§ What you should do: Each line from the beginning of the data below through the line containing "use crate::context::Context;" should be repeated exactly, please.

§ Excerpted data:
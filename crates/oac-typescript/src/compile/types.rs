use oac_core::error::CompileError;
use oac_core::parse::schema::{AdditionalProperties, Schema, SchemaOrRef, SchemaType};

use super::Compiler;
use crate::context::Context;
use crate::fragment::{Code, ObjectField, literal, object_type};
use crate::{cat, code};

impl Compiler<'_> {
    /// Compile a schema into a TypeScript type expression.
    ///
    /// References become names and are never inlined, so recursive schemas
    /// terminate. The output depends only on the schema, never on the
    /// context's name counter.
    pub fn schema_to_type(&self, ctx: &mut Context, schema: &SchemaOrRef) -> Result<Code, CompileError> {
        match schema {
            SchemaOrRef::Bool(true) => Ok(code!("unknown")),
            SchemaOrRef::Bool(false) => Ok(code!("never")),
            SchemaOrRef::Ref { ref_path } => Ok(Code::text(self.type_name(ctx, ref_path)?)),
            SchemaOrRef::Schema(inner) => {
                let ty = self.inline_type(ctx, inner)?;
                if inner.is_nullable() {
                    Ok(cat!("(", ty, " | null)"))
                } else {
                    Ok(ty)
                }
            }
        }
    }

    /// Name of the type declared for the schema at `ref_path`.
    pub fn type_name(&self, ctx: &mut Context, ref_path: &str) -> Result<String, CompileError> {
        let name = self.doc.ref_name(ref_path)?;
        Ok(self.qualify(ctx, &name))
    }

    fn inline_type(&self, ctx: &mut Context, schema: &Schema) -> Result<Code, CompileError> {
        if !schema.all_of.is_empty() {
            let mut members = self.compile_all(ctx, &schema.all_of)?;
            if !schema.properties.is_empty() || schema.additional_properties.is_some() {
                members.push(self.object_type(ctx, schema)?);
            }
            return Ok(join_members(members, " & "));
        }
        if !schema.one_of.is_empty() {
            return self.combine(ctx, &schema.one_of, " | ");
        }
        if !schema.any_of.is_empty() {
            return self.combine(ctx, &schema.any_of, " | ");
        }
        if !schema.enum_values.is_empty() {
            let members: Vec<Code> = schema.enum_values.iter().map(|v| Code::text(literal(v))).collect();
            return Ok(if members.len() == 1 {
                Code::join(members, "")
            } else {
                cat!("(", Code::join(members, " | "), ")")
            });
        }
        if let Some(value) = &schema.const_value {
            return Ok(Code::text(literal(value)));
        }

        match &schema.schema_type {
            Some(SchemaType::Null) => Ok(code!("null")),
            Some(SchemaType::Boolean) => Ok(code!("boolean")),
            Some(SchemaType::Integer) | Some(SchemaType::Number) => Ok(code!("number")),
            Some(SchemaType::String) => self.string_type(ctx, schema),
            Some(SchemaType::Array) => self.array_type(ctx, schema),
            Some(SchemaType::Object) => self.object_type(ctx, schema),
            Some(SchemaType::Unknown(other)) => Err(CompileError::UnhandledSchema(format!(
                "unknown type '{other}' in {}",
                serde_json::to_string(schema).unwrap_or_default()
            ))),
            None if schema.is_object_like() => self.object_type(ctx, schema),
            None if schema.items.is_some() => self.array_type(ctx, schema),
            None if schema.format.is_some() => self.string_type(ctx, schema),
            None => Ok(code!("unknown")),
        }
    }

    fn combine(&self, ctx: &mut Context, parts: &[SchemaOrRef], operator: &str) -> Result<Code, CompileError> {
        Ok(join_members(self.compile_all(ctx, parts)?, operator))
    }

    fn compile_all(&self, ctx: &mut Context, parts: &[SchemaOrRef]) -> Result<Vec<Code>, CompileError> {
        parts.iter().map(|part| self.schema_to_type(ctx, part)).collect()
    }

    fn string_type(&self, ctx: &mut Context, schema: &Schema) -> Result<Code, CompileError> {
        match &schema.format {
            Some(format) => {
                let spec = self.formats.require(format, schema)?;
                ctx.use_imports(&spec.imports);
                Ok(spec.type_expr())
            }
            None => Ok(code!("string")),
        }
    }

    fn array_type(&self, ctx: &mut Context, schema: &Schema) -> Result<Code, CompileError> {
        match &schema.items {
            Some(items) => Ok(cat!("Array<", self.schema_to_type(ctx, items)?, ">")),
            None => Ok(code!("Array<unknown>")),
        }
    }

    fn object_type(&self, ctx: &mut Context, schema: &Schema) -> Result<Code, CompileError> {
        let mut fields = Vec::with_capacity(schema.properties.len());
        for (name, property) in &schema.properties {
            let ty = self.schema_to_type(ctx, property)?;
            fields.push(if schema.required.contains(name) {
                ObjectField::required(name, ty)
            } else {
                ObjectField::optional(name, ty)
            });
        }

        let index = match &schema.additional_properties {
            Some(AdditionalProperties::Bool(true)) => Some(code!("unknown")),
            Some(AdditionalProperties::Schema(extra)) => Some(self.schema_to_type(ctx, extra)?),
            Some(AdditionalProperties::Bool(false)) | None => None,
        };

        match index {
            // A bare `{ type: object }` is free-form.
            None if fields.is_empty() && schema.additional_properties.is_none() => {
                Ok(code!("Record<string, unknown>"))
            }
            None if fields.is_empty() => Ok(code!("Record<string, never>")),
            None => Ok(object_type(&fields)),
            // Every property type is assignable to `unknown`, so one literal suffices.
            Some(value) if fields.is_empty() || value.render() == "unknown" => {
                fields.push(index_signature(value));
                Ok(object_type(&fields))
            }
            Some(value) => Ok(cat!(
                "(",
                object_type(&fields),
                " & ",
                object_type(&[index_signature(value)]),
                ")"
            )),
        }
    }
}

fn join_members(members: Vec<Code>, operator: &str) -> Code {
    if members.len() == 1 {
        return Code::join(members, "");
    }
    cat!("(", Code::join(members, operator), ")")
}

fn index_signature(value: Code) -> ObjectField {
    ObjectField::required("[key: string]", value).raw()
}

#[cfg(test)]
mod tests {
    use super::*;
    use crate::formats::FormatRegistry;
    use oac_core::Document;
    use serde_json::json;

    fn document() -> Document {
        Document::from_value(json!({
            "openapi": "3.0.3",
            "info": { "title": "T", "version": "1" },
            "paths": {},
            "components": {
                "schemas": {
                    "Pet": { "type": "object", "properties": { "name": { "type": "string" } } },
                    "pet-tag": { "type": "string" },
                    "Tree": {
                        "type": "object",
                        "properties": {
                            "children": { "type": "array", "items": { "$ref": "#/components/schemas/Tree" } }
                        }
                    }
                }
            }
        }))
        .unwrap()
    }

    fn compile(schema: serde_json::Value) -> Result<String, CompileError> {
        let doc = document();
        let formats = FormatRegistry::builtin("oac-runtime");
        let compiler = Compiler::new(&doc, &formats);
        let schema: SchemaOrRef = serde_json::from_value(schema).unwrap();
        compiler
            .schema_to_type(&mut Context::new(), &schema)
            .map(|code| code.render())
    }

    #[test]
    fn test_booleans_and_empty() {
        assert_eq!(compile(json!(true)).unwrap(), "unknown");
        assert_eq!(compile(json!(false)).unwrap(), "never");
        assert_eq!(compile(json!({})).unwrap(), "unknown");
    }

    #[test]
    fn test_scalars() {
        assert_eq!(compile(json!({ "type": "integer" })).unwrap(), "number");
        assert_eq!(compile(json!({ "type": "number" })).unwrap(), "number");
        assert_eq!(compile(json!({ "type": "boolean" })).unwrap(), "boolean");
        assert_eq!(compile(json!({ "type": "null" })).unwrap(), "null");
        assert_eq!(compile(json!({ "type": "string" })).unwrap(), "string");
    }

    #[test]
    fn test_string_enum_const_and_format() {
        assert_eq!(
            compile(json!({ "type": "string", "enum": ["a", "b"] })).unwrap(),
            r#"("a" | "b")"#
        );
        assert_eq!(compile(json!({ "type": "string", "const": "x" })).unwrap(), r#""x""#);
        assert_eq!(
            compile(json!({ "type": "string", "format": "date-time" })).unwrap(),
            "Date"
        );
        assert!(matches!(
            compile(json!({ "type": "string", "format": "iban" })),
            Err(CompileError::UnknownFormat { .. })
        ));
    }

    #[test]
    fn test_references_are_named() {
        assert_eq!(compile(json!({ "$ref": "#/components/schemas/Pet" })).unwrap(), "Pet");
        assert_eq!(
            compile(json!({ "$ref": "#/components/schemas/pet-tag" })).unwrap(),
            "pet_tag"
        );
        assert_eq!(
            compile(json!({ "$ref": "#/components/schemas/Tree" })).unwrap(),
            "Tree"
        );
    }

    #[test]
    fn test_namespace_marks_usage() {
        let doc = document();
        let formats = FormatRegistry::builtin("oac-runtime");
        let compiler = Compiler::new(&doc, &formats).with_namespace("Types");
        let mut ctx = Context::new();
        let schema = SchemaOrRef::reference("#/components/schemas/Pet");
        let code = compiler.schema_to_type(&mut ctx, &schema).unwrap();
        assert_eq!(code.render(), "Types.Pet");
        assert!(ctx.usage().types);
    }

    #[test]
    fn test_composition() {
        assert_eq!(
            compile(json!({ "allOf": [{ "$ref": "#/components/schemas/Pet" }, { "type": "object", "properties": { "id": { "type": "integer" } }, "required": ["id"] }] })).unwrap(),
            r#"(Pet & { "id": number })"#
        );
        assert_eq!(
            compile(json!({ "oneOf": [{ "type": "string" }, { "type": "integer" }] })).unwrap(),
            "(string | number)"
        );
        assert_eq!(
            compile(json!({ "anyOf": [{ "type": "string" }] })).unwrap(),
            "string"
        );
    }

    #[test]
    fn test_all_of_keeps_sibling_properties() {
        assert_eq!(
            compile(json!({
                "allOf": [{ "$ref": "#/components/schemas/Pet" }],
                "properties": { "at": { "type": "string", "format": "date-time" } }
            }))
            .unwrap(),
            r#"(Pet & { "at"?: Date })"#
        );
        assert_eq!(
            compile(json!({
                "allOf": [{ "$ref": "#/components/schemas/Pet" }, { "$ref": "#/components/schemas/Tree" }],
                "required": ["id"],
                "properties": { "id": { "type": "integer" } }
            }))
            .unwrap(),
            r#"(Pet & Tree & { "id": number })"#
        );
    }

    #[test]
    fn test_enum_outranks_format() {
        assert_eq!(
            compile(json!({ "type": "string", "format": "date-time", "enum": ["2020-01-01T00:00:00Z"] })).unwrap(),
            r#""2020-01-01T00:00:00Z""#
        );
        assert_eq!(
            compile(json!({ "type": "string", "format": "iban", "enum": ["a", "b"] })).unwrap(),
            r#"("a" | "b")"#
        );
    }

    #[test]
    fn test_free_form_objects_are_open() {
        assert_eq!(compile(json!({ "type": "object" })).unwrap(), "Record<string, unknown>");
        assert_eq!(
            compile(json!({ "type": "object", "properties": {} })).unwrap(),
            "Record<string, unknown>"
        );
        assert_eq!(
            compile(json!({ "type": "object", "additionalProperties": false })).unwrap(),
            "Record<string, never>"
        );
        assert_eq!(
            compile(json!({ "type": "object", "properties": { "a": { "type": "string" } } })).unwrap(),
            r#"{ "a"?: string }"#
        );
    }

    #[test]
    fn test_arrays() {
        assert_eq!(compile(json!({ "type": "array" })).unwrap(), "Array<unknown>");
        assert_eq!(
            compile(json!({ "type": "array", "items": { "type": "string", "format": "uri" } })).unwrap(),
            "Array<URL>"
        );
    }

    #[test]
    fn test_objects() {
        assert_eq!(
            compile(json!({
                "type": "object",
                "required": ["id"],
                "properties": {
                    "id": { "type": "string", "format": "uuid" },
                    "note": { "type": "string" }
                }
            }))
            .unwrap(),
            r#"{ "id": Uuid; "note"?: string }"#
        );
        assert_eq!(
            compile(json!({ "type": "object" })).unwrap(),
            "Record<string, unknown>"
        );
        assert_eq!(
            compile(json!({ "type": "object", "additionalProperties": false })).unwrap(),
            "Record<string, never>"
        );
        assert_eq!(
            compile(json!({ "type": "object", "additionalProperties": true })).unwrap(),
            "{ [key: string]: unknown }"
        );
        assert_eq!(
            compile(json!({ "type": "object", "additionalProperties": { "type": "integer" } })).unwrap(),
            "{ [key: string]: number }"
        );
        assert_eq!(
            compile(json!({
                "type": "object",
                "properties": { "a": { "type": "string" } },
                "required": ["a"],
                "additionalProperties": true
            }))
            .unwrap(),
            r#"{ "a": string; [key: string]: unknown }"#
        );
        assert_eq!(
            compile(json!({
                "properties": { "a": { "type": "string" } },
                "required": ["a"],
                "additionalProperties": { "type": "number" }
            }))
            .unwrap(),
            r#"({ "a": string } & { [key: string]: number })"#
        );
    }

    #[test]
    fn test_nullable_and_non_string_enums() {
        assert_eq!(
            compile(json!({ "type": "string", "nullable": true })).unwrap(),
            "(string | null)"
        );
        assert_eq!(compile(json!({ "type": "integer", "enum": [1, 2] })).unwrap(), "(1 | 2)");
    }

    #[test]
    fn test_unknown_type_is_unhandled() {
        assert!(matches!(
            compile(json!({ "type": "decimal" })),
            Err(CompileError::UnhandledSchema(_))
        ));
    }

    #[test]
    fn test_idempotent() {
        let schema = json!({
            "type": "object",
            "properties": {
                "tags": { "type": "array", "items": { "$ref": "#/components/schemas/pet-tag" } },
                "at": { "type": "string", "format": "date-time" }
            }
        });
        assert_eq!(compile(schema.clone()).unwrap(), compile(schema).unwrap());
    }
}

§ Reply to the task:
filename crates/oac-typescript/src/compile/types.rs
use oac_core::error::CompileError;
use oac_core::parse::schema::{AdditionalProperties, Schema, SchemaOrRef, SchemaType};

use super::Compiler;
use crate::context::Context;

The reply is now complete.